Intralenticular foreign bodies may be metallic or nonmetallic in nature. Nonmetallic ILFBs such as cilia, glass, stone, vegetable matter, and coal have been reported. When injured in this manner the lens has altered capsular integrity which results in the formation of a visually significant cataract. There is usually a minimal accompanying globe disruption but complications like uveitis, glaucoma, endophthalmitis, and intralenticular metallosis have been reported.4
Currently there are many tools available to aid in diagnosis of IOFBs, including plain X-ray, ultrasonography, optical coherens tomography, anterior segment optical coherence tomography (ASOCT), ultrasound biomicroscopy, computerized tomography (CT) scanning, and magnetic resonance imaging. Radiography is not an optimal diagnostic technique because it cannot rule out the major percentage of IOFBs. Ultrasonography and CT are more sensitive methods to detect all kinds of IOFBs.5 Ultrasound biomicroscopy is a valuable adjunct in the evaluation of suspected ocular foreign bodies, especially involving small, nonmetallic, anteriorly located bodies that may not be detected by other methods.6 Magnetic resonance imaging can localize a non-metallic IOFB, but is contraindicated in the case of metallic IOFBs and may produce motion artifacts.7 Optical coherence tomography and ASOCT are also helpful in establishing the localization and size of the foreign body. They have the added advantage of being noncontact.8
Our patient had an undetected ILFB for two years. He had corneal scarring caused by the foreign body which was self-sealed. He did not demonstrate any inflammatory reaction. Intralenticular foreign bodies, especially metallic in origin, can cause a severe inflammatory reaction (lens induced uveitis and metallosis).4 But certain intralenticular foreign bodies of inert material excite minimum inflammation and may remain quiescent for a long period.3 Our patient had a metallic foreign body but it may have been an alloy, the major constituent of which was relatively inert. On the other hand the healing capacity of the anterior lens capsule, in contrast to the posterior capsule, is well documented and is thought to result from the presence of the subcapsular epithelium.9 If the capsule defect is small, epithelial proliferation rapidly restores its continuity, limiting the free passage of ions and fluid that may result in progressive cataract formation.10 In our patient’s case, the size of the ILFB was small and it is possible that the capsular break was small enough to heal spontaneously. The visual axis was not involved with the injured capsule or the foreign body. The reasons mentioned above may explain why the patient did not demonstrate any ocular discomfort for 2 years despite the presence of an ILFB.
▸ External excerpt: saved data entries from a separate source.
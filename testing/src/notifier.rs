//! Notifier double.

use helpdesk_core::store::BoxFuture;
use helpdesk_core::{EventKind, HelpdeskError, Notifier, Protocol, Result, Ticket};
use std::sync::atomic::{AtomicBool, Ordering};
use std::sync::{Mutex, PoisonError};
use std::time::Duration;
use tokio::sync::Notify;

/// Records every notification it is asked to send.
///
/// Calls are recorded even when the notifier is set to fail, so tests can
/// check that delivery was attempted.
#[derive(Debug, Default)]
pub struct RecordingNotifier {
    calls: Mutex<Vec<(Protocol, EventKind)>>,
    failing: AtomicBool,
    recorded: Notify,
}

impl RecordingNotifier {
    /// Create a notifier that succeeds.
    #[must_use]
    pub fn new() -> Self {
        Self::default()
    }

    /// Create a notifier whose every delivery fails.
    #[must_use]
    pub fn failing() -> Self {
        let notifier = Self::default();
        notifier.set_failing(true);
        notifier
    }

    /// Toggle failure.
    pub fn set_failing(&self, failing: bool) {
        self.failing.store(failing, Ordering::SeqCst);
    }

    /// Snapshot of the recorded calls, in call order.
    #[must_use]
    pub fn calls(&self) -> Vec<(Protocol, EventKind)> {
        self.calls.lock().unwrap_or_else(PoisonError::into_inner).clone()
    }

    /// Number of recorded calls of `kind`.
    #[must_use]
    pub fn count(&self, kind: EventKind) -> usize {
        self.calls().iter().filter(|(_, k)| *k == kind).count()
    }

    /// Wait until at least `n` calls were recorded or `timeout` elapsed.
    ///
    /// Returns the calls recorded so far.
    pub async fn wait_for_calls(&self, n: usize, timeout: Duration) -> Vec<(Protocol, EventKind)> {
        let _ = tokio::time::timeout(timeout, async {
            loop {
                let notified = self.recorded.notified();
                if self.calls().len() >= n {
                    return;
                }
                notified.await;
            }
        })
        .await;
        self.calls()
    }
}

impl Notifier for RecordingNotifier {
    fn notify<'a>(&'a self, ticket: &'a Ticket, kind: EventKind) -> BoxFuture<'a, Result<()>> {
        Box::pin(async move {
            self.calls
                .lock()
                .unwrap_or_else(PoisonError::into_inner)
                .push((ticket.protocol.clone(), kind));
            self.recorded.notify_waiters();

            if self.failing.load(Ordering::SeqCst) {
                return Err(HelpdeskError::NotificationDelivery(
                    "recording notifier set to fail".to_string(),
                ));
            }
            Ok(())
        })
    }
}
Conservative management of ILFBs is an acceptable option unless ocular complications such as intraocular inflammation, cataract formation, or siderosis bulbi develop.11 If visual acuity is compromised by cataract formation induced by an ILFB, the standard management is removal of the foreign body, phacoemulsification, and IOL implantation (tri-combined operation).1 A retained foreign body should be considered in each patient with a history of penetrating ocular trauma and all efforts must be made to exclude presumptive diagnosis of IOFB.
The authors report no conflicts of interest in this work.